Apple’s new nonlinear editing software is as much of a treat as its new hardware. Using Apple’s QuickTime video format, Final Cut Pro is full-featured and easy to use.

Final Cut Pro is designed to use Apple’s built-in FireWire jacks, but Pinnacle Systems Targa 2000 series of analog capture devices are also supported. If you have an analog camcorder that you want to use with this system, you can do so by using the Sony DVMC-DA1 analog to digital converter box, which converts your analog footage to DV for capture.

Once you open Final Cut Pro, you’ll find a familiar timeline-based interface. Capturing footage is simple and straightforward. Batch captures are a snap. The ability to easily add comments like scene names and shot numbers for each clip is a nice touch.

Trimming clips in Final Cut Pro is a snap. In fact editing was simple and intuitive throughout the program. It supports three-point editing. Three-point editing allows you to edit to beats of music. Simply mark the end of first clip, the start of the second clip and the start of the third clip by tapping the marker key as you hear the music play.

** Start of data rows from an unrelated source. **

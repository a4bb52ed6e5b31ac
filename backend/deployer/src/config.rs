//! Network configuration, loaded from `.env` and the process environment.

use std::path::PathBuf;

use thiserror::Error;

pub const DEFAULT_WASM_PATH: &str = "target/wasm32-unknown-unknown/release/charity_fund.wasm";

#[derive(Debug, Error, PartialEq, Eq)]
pub enum ConfigError {
    #[error("network `{0}` has no preset; set STELLAR_RPC_URL and STELLAR_NETWORK_PASSPHRASE")]
    UnknownNetwork(String),
    #[error("network `{0}` has no public RPC endpoint; set STELLAR_RPC_URL")]
    MissingRpcUrl(String),
    #[error("STELLAR_SOURCE_ACCOUNT is not set")]
    MissingSourceAccount,
}

/// Well-known networks: name, default RPC endpoint, passphrase.
const PRESETS: &[(&str, Option<&str>, &str)] = &[
    (
        "testnet",
        Some("https://soroban-testnet.stellar.org"),
        "Test SDF Network ; September 2015",
    ),
    (
        "futurenet",
        Some("https://rpc-futurenet.stellar.org"),
        "Test SDF Future Network ; October 2022",
    ),
    (
        "mainnet",
        None,
        "Public Global Stellar Network ; September 2015",
    ),
    (
        "local",
        Some("http://localhost:8000/rpc"),
        "Standalone Network ; February 2017",
    ),
];

#[derive(Debug, Clone, PartialEq, Eq)]
pub struct NetworkConfig {
    pub network: String,
    pub rpc_url: String,
    pub passphrase: String,
    pub source_account: Option<String>,
    pub wasm_path: PathBuf,
    pub cli: String,
}

impl NetworkConfig {
    /// Load from the environment, reading `.env` first if one exists.
    pub fn from_env() -> Result<Self, ConfigError> {
        if let Ok(path) = dotenvy::dotenv() {
            tracing::debug!(path = %path.display(), "loaded .env");
        }
        Self::from_lookup(|key| std::env::var(key).ok().filter(|v| !v.is_empty()))
    }

    pub fn from_lookup(lookup: impl Fn(&str) -> Option<String>) -> Result<Self, ConfigError> {
        let network = lookup("STELLAR_NETWORK").unwrap_or_else(|| "testnet".to_string());
        let preset = PRESETS.iter().find(|(name, _, _)| *name == network);

        let rpc_override = lookup("STELLAR_RPC_URL");
        let passphrase_override = lookup("STELLAR_NETWORK_PASSPHRASE");

        let (rpc_url, passphrase) = match preset {
            Some((_, default_rpc, default_passphrase)) => {
                let rpc_url = rpc_override
                    .or_else(|| default_rpc.map(str::to_string))
                    .ok_or_else(|| ConfigError::MissingRpcUrl(network.clone()))?;
                let passphrase =
                    passphrase_override.unwrap_or_else(|| default_passphrase.to_string());
                (rpc_url, passphrase)
            }
            None => match (rpc_override, passphrase_override) {
                (Some(rpc_url), Some(passphrase)) => (rpc_url, passphrase),
                _ => return Err(ConfigError::UnknownNetwork(network)),
            },
        };

        Ok(NetworkConfig {
            network,
            rpc_url,
            passphrase,
            source_account: lookup("STELLAR_SOURCE_ACCOUNT"),
            wasm_path: lookup("CHARITY_FUND_WASM")
                .map(PathBuf::from)
                .unwrap_or_else(|| PathBuf::from(DEFAULT_WASM_PATH)),
            cli: lookup("STELLAR_CLI").unwrap_or_else(|| "stellar".to_string()),
        })
    }

    /// The identity that signs transactions. Required for anything that
    /// touches the network.
    pub fn source_account(&self) -> Result<&str, ConfigError> {
        self.source_account
            .as_deref()
            .ok_or(ConfigError::MissingSourceAccount)
    }
}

Final Cut Pro comes with over 60 predefined transitions, and you can add more as you need them. Transitions are done inline, meaning that you don’t have to lay video on separate tracks to add transitions between them.

When it comes to filters and compositing effects, FCP really shines. It comes with more than 75 built-in filters and keying effects, and Apple included the FXBuilder for creating custom filters and effects. While most video editors won’t want to wade through the computerese of FXBuilder, the computer programmers out there that dabble in video will no doubt have a blast creating a plethora of new effects. Soon, you’ll be able to find all kinds of fun, new, FXBuilder scripts on the Internet.

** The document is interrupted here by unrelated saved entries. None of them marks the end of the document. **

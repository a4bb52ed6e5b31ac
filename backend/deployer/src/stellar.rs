//! Thin wrapper around the `stellar` CLI: builds argument vectors, runs
//! them through a [`CommandRunner`] and parses what comes back.

use std::process::Command;

use serde::Serialize;
use stellar_strkey::Strkey;
use thiserror::Error;
use tracing::{debug, info};

use crate::config::{ConfigError, NetworkConfig};
use crate::params::DeployParams;

#[derive(Debug, Error)]
pub enum StellarError {
    #[error(transparent)]
    Config(#[from] ConfigError),
    #[error("failed to spawn `{program}`: {source}")]
    Spawn {
        program: String,
        #[source]
        source: std::io::Error,
    },
    #[error("`{program} {subcommand}` exited with {status}: {stderr}")]
    CommandFailed {
        program: String,
        subcommand: String,
        status: String,
        stderr: String,
    },
    #[error("could not find a contract id in the deploy output")]
    MissingContractId,
    #[error("could not parse the output of `{function}`: {output}")]
    UnexpectedOutput { function: String, output: String },
}

#[derive(Debug, Clone, Default, PartialEq, Eq)]
pub struct CommandOutput {
    pub stdout: String,
    pub stderr: String,
}

pub trait CommandRunner {
    fn run(&self, program: &str, args: &[String]) -> Result<CommandOutput, StellarError>;
}

/// Runs commands as child processes.
pub struct ProcessRunner;

impl CommandRunner for ProcessRunner {
    fn run(&self, program: &str, args: &[String]) -> Result<CommandOutput, StellarError> {
        debug!(program, ?args, "running");
        let output = Command::new(program)
            .args(args)
            .output()
            .map_err(|source| StellarError::Spawn {
                program: program.to_string(),
                source,
            })?;

        let stdout = String::from_utf8_lossy(&output.stdout).into_owned();
        let stderr = String::from_utf8_lossy(&output.stderr).into_owned();
        if !output.status.success() {
            return Err(StellarError::CommandFailed {
                program: program.to_string(),
                subcommand: args.iter().take(2).cloned().collect::<Vec<_>>().join(" "),
                status: output.status.to_string(),
                stderr: stderr.trim().to_string(),
            });
        }
        Ok(CommandOutput { stdout, stderr })
    }
}

/// What a successful `deploy` produced.
#[derive(Debug, Clone, PartialEq, Eq, Serialize)]
pub struct DeploymentRecord {
    pub network: String,
    pub contract_id: String,
    pub deploy_tx_hash: Option<String>,
    pub init_tx_hash: Option<String>,
    #[serde(flatten)]
    pub params: DeployParams,
}

/// Read-only view of a deployed fund.
#[derive(Debug, Clone, PartialEq, Eq, Serialize)]
pub struct FundSnapshot {
    pub contract_id: String,
    pub owner: String,
    pub token: String,
    pub fund_cause: String,
    pub timeframe: u64,
    pub target_amount: String,
    pub total_raised: String,
    pub remaining_amount: String,
    pub is_closed: bool,
    pub is_withdrawn: bool,
    pub is_refundable: bool,
}

pub struct StellarCli<'a, R> {
    config: &'a NetworkConfig,
    runner: R,
}

impl<'a, R: CommandRunner> StellarCli<'a, R> {
    pub fn new(config: &'a NetworkConfig, runner: R) -> Self {
        StellarCli { config, runner }
    }

    fn network_args(&self, source: &str) -> Vec<String> {
        vec![
            "--source".to_string(),
            source.to_string(),
            "--rpc-url".to_string(),
            self.config.rpc_url.clone(),
            "--network-passphrase".to_string(),
            self.config.passphrase.clone(),
        ]
    }

    pub fn deploy_args(&self, source: &str) -> Vec<String> {
        let mut args = vec![
            "contract".to_string(),
            "deploy".to_string(),
            "--wasm".to_string(),
            self.config.wasm_path.display().to_string(),
        ];
        args.extend(self.network_args(source));
        args
    }

    pub fn invoke_args(&self, contract_id: &str, source: &str, function: &str) -> Vec<String> {
        let mut args = vec![
            "contract".to_string(),
            "invoke".to_string(),
            "--id".to_string(),
            contract_id.to_string(),
        ];
        args.extend(self.network_args(source));
        args.push("--".to_string());
        args.push(function.to_string());
        args
    }

    pub fn init_args(&self, contract_id: &str, source: &str, params: &DeployParams) -> Vec<String> {
        let mut args = self.invoke_args(contract_id, source, "init");
        args.extend([
            "--owner".to_string(),
            params.owner.clone(),
            "--token".to_string(),
            params.token.clone(),
            "--target_amount".to_string(),
            params.target_amount.to_string(),
            "--cause".to_string(),
            params.cause.clone(),
            "--deadline".to_string(),
            params.timeframe.to_string(),
        ]);
        args
    }

    /// Upload, deploy and initialise a fund. The owner becomes whoever
    /// `params.owner` names; the source account must be able to sign for it.
    pub fn deploy(&self, params: &DeployParams) -> Result<DeploymentRecord, StellarError> {
        let source = self.config.source_account()?;

        let output = self.runner.run(&self.config.cli, &self.deploy_args(source))?;
        let contract_id = parse_contract_id(&output.stdout)?;
        let deploy_tx_hash = parse_tx_hash(&output.stderr);
        info!(%contract_id, network = %self.config.network, "contract deployed");

        let output = self
            .runner
            .run(&self.config.cli, &self.init_args(&contract_id, source, params))?;
        let init_tx_hash = parse_tx_hash(&output.stderr);
        info!(%contract_id, owner = %params.owner, tx = ?init_tx_hash, "fund initialised");

        Ok(DeploymentRecord {
            network: self.config.network.clone(),
            contract_id,
            deploy_tx_hash,
            init_tx_hash,
            params: params.clone(),
        })
    }

    fn query(&self, contract_id: &str, function: &str) -> Result<serde_json::Value, StellarError> {
        let source = self.config.source_account()?;
        let output = self
            .runner
            .run(&self.config.cli, &self.invoke_args(contract_id, source, function))?;
        let trimmed = output.stdout.trim();
        serde_json::from_str(trimmed).map_err(|_| StellarError::UnexpectedOutput {
            function: function.to_string(),
            output: trimmed.to_string(),
        })
    }

    fn query_string(&self, contract_id: &str, function: &str) -> Result<String, StellarError> {
        match self.query(contract_id, function)? {
            serde_json::Value::String(s) => Ok(s),
            serde_json::Value::Number(n) => Ok(n.to_string()),
            other => Err(StellarError::UnexpectedOutput {
                function: function.to_string(),
                output: other.to_string(),
            }),
        }
    }

    fn query_bool(&self, contract_id: &str, function: &str) -> Result<bool, StellarError> {
        self.query(contract_id, function)?
            .as_bool()
            .ok_or_else(|| StellarError::UnexpectedOutput {
                function: function.to_string(),
                output: "expected a boolean".to_string(),
            })
    }

    fn query_u64(&self, contract_id: &str, function: &str) -> Result<u64, StellarError> {
        let raw = self.query_string(contract_id, function)?;
        raw.parse().map_err(|_| StellarError::UnexpectedOutput {
            function: function.to_string(),
            output: raw,
        })
    }

    /// Read every public query of a deployed fund.
    pub fn status(&self, contract_id: &str) -> Result<FundSnapshot, StellarError> {
        Ok(FundSnapshot {
            contract_id: contract_id.to_string(),
            owner: self.query_string(contract_id, "owner")?,
            token: self.query_string(contract_id, "token")?,
            fund_cause: self.query_string(contract_id, "fund_cause")?,
            timeframe: self.query_u64(contract_id, "timeframe")?,
            target_amount: self.query_string(contract_id, "target_amount")?,
            total_raised: self.query_string(contract_id, "total_raised")?,
            remaining_amount: self.query_string(contract_id, "remaining_amount")?,
            is_closed: self.query_bool(contract_id, "is_closed")?,
            is_withdrawn: self.query_bool(contract_id, "is_withdrawn")?,
            is_refundable: self.query_bool(contract_id, "is_refundable")?,
        })
    }
}

/// The deploy subcommand prints the new contract's strkey as its last line.
pub fn parse_contract_id(stdout: &str) -> Result<String, StellarError> {
    stdout
        .lines()
        .rev()
        .map(str::trim)
        .find(|line| matches!(Strkey::from_string(line), Ok(Strkey::Contract(_))))
        .map(str::to_string)
        .ok_or(StellarError::MissingContractId)
}

/// The CLI reports "Transaction hash is <hex>" on stderr for every
/// submitted transaction.
pub fn parse_tx_hash(stderr: &str) -> Option<String> {
    stderr
        .lines()
        .filter(|line| line.contains("Transaction hash is"))
        .filter_map(|line| line.split_whitespace().last())
        .find(|hash| hash.len() == 64 && hash.chars().all(|c| c.is_ascii_hexdigit()))
        .map(str::to_string)
}
// contracts/charity_fund/src/storage.rs
//
// Storage helpers for CharityFund.
//
// Layout:
//   - instance   DataKey::Config              → FundConfig   (written once)
//   - instance   DataKey::State               → LedgerState  (rewritten on every mutation)
//   - persistent DataKey::Contribution(donor) → i128         (absent reads as zero)
//
// Instance entries share the contract's TTL; each contribution entry carries
// its own and is bumped whenever it is written.

use soroban_sdk::{contracttype, Address, Env};

use crate::{
    types::{FundConfig, LedgerState},
    Error,
};

/// Minimum distance between `init` and the fund's deadline: 36 hours.
pub const MIN_TIMEFRAME: u64 = 36 * 60 * 60;

pub(crate) const DAY_IN_LEDGERS: u32 = 17_280;
pub(crate) const INSTANCE_BUMP_AMOUNT: u32 = 7 * DAY_IN_LEDGERS;
pub(crate) const INSTANCE_LIFETIME_THRESHOLD: u32 = INSTANCE_BUMP_AMOUNT - DAY_IN_LEDGERS;
pub(crate) const CONTRIBUTION_BUMP_AMOUNT: u32 = 30 * DAY_IN_LEDGERS;
pub(crate) const CONTRIBUTION_LIFETIME_THRESHOLD: u32 = CONTRIBUTION_BUMP_AMOUNT - DAY_IN_LEDGERS;

#[contracttype]
#[derive(Clone)]
pub enum DataKey {
    Config,
    State,
    Contribution(Address),
}

// ─────────────────────────────────────────────────────────
// Config and state
// ─────────────────────────────────────────────────────────

pub fn is_initialized(env: &Env) -> bool {
    env.storage().instance().has(&DataKey::Config)
}

pub fn save_config(env: &Env, config: &FundConfig) {
    env.storage().instance().set(&DataKey::Config, config);
}

/// Load the fund's config. Fails with `Error::NotInitialized` before `init`.
pub fn load_config(env: &Env) -> Result<FundConfig, Error> {
    env.storage()
        .instance()
        .get(&DataKey::Config)
        .ok_or(Error::NotInitialized)
}

/// Persist the mutable state and keep the instance alive.
pub fn save_state(env: &Env, state: &LedgerState) {
    env.storage().instance().set(&DataKey::State, state);
    env.storage()
        .instance()
        .extend_ttl(INSTANCE_LIFETIME_THRESHOLD, INSTANCE_BUMP_AMOUNT);
}

pub fn load_state(env: &Env) -> Result<LedgerState, Error> {
    env.storage()
        .instance()
        .get(&DataKey::State)
        .ok_or(Error::NotInitialized)
}

/// Load config and state together; every entry point needs both.
pub fn load_fund(env: &Env) -> Result<(FundConfig, LedgerState), Error> {
    Ok((load_config(env)?, load_state(env)?))
}

// ─────────────────────────────────────────────────────────
// Contributions
// ─────────────────────────────────────────────────────────

/// Amount currently credited to `donor`. Zero if they never donated or
/// have already been refunded.
pub fn get_contribution(env: &Env, donor: &Address) -> i128 {
    env.storage()
        .persistent()
        .get(&DataKey::Contribution(donor.clone()))
        .unwrap_or(0)
}

pub fn set_contribution(env: &Env, donor: &Address, amount: i128) {
    let key = DataKey::Contribution(donor.clone());
    env.storage().persistent().set(&key, &amount);
    env.storage().persistent().extend_ttl(
        &key,
        CONTRIBUTION_LIFETIME_THRESHOLD,
        CONTRIBUTION_BUMP_AMOUNT,
    );
}

/// Zero out `donor`'s entry and return what it held.
pub fn take_contribution(env: &Env, donor: &Address) -> i128 {
    let key = DataKey::Contribution(donor.clone());
    let amount: i128 = env.storage().persistent().get(&key).unwrap_or(0);
    if amount != 0 {
        env.storage().persistent().remove(&key);
    }
    amount
}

You can render in any of four different quality settings in Final Cut Pro, so if you want to render a preview edit quickly, you can. Rendering time is reasonable, although it seemed a little sluggish, especially when considering the high-powered hardware in the Final Cut Pro Bundle.

It’s a Wrap

You don’t have to buy Final Cut Pro bundled with new hardware. If you already have a FireWire- or Targa-equipped G3, you can get the software for $999 from Apple, or any of its authorized resellers. All in all, the Final Cut Pro Bundle is one of the easiest ways to get a full-featured nonlinear editing system in your house, without having any setup headaches.

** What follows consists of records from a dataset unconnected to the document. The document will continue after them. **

// Property tests: random sequences of donate/refund/withdraw/time-travel
// against a small fund, checking the ledger invariants after every step.

use proptest::prelude::*;
use soroban_sdk::{testutils::Ledger, Address};

use crate::fixture::{Fixture, ONE_DAY};
use crate::Error;

const TARGET: i128 = 1_000;
const DONORS: usize = 3;

#[derive(Clone, Debug)]
enum Op {
    Donate { donor: usize, amount: i128 },
    Refund { donor: usize },
    Withdraw,
    PassDeadline,
}

fn op_strategy() -> impl Strategy<Value = Op> {
    prop_oneof![
        4 => (0..DONORS, 1..=TARGET + 50).prop_map(|(donor, amount)| Op::Donate { donor, amount }),
        2 => (0..DONORS).prop_map(|donor| Op::Refund { donor }),
        1 => Just(Op::Withdraw),
        1 => Just(Op::PassDeadline),
    ]
}

fn check_invariants(f: &Fixture, donors: &[Address]) {
    let total = f.fund.total_raised();
    let sum: i128 = donors.iter().map(|d| f.fund.donated_amount_from(d)).sum();

    assert_eq!(total, sum, "total_raised must equal the sum of contributions");
    assert!(total >= 0 && total <= TARGET, "total_raised out of range: {total}");
    assert_eq!(f.fund.remaining_amount(), TARGET - total);
    assert_eq!(f.fund.is_closed(), total == TARGET);
    assert_eq!(f.fund.is_open(), !f.fund.is_closed());

    let expected_balance = if f.fund.is_withdrawn() { 0 } else { total };
    assert_eq!(f.fund_balance(), expected_balance);
}

proptest! {
    #![proptest_config(ProptestConfig::with_cases(48))]

    #[test]
    fn ledger_invariants_hold(ops in prop::collection::vec(op_strategy(), 1..24)) {
        let f = Fixture::new(TARGET, 2 * ONE_DAY);
        let donors: std::vec::Vec<Address> = (0..DONORS).map(|_| f.donor(10 * TARGET)).collect();
        let mut was_closed = false;

        for op in ops {
            let total_before = f.fund.total_raised();
            match op {
                Op::Donate { donor, amount } => {
                    let remaining = f.fund.remaining_amount();
                    let result = f.fund.try_donate(&donors[donor], &amount);
                    if was_closed {
                        prop_assert_eq!(result, Err(Ok(Error::CharityIsFinished)));
                    } else if amount > remaining {
                        prop_assert_eq!(result, Err(Ok(Error::FundTargetExceeded)));
                        prop_assert_eq!(f.fund.total_raised(), total_before);
                    } else {
                        prop_assert!(result.is_ok());
                        prop_assert_eq!(f.fund.total_raised(), total_before + amount);
                    }
                }
                Op::Refund { donor } => {
                    let owed = f.fund.donated_amount_from(&donors[donor]);
                    let refundable = f.fund.is_refundable();
                    let result = f.fund.try_refund(&donors[donor]);
                    if was_closed {
                        prop_assert_eq!(result, Err(Ok(Error::CharityIsFinished)));
                    } else if !refundable {
                        prop_assert_eq!(result, Err(Ok(Error::RefundIsNotYetAllowed)));
                    } else if owed == 0 {
                        prop_assert_eq!(result, Err(Ok(Error::NothingToRefund)));
                    } else {
                        prop_assert!(result.is_ok());
                        prop_assert_eq!(f.fund.donated_amount_from(&donors[donor]), 0);
                        prop_assert_eq!(f.fund.total_raised(), total_before - owed);
                    }
                }
                Op::Withdraw => {
                    let withdrawn = f.fund.is_withdrawn();
                    let result = f.fund.try_withdraw(&f.owner);
                    if !was_closed {
                        prop_assert_eq!(result, Err(Ok(Error::CharityIsNotFinished)));
                    } else if withdrawn {
                        prop_assert_eq!(result, Err(Ok(Error::AlreadyWithdrawn)));
                    } else {
                        prop_assert!(result.is_ok());
                        prop_assert_eq!(f.token.balance(&f.owner), TARGET);
                    }
                }
                Op::PassDeadline => {
                    let now = f.env.ledger().timestamp();
                    f.env.ledger().set_timestamp(now.max(f.fund.timeframe()) + 1);
                }
            }

            check_invariants(&f, &donors);

            // Closure is permanent.
            if was_closed {
                prop_assert!(f.fund.is_closed());
            }
            was_closed = f.fund.is_closed();
        }
    }
}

Camcorders and Decks Supported by Final Cut Pro

Apple publishes a list of camcorders and decks that are supported by Final Cut Pro (www.apple.com/finalcutpro/techspecs/io.html). Check it often, as Apple promises more camcorder support.


Canon XL1,
Canon Optura,
Canon ZR,
Panasonic AG-EZ30,
Panasonic AG-EZ20,
Panasonic PV-DV910,
Sony DCR-PC1,
Sony DCR-PC10,
Sony DCR-TRV7,
Sony DCR-TRV9,
Sony DCR-TRV900,
Sony DCR-VX1000,
Sony DSR-200,
Sony DSR-20 (Digital VCR),
Sony DSR-30 (Digital VCR),
Sony DVMC-DA1 (Analog-DV Converter Box),
Sony GV-D300 (Digital VCR),
Sony GV-D900 (Digital VCR)

Tech Specs – Final Cut Pro

Platform: Macintosh

Minimum System Requirements:

Processor: Power Macintosh G3 266MHz (300MHz required for DV)

Memory: 128MB RAM

Operating System: Mac OS 8.5 or later

Hard Drive: 6GB

Other: DV video source connected to an Apple FireWire port (built-in or on a PCI card) or an analog video source and a certified QuickTime-compatible video capture card (at press time, only the Pinnacle Systems Targa 1000, 1000 pro, 2000 and 2000 pro were certified)


Recommended System

Hard Drive: one or more Ultra2 LVD SCSI media drives

Other: dual-monitor support


. . . . . . . . . .

Tech Specs – Apple Power Macintosh G3

Processor: Apple PowerMac G3 400MHz

RAM: 128MB

Hard Drives: 9GB Ultra2 SCSI drive

Video Card: ATI Rage 128 with 16MB memory

Inputs/Outputs: 2x FireWire (IEEE 1394), 2xUSB, PS-2, Stereo Mini, Mini Mike, Monitor (VGA), 10-base T (Network)

Included Accessories: 21-inch Apple Studio Display

strengths

  • easy to use and works great
  • G3 hardware is screaming fast
  • easy to keep track of files

weaknesses

  • tiny round mouse
  • Targa series are the only supported analog capture devices
  • $5500 and no FireWire cable included

summary

Apple has a winner. The Final Cut Pro Bundle is one of the easiest ways to get started in nonlinear editing.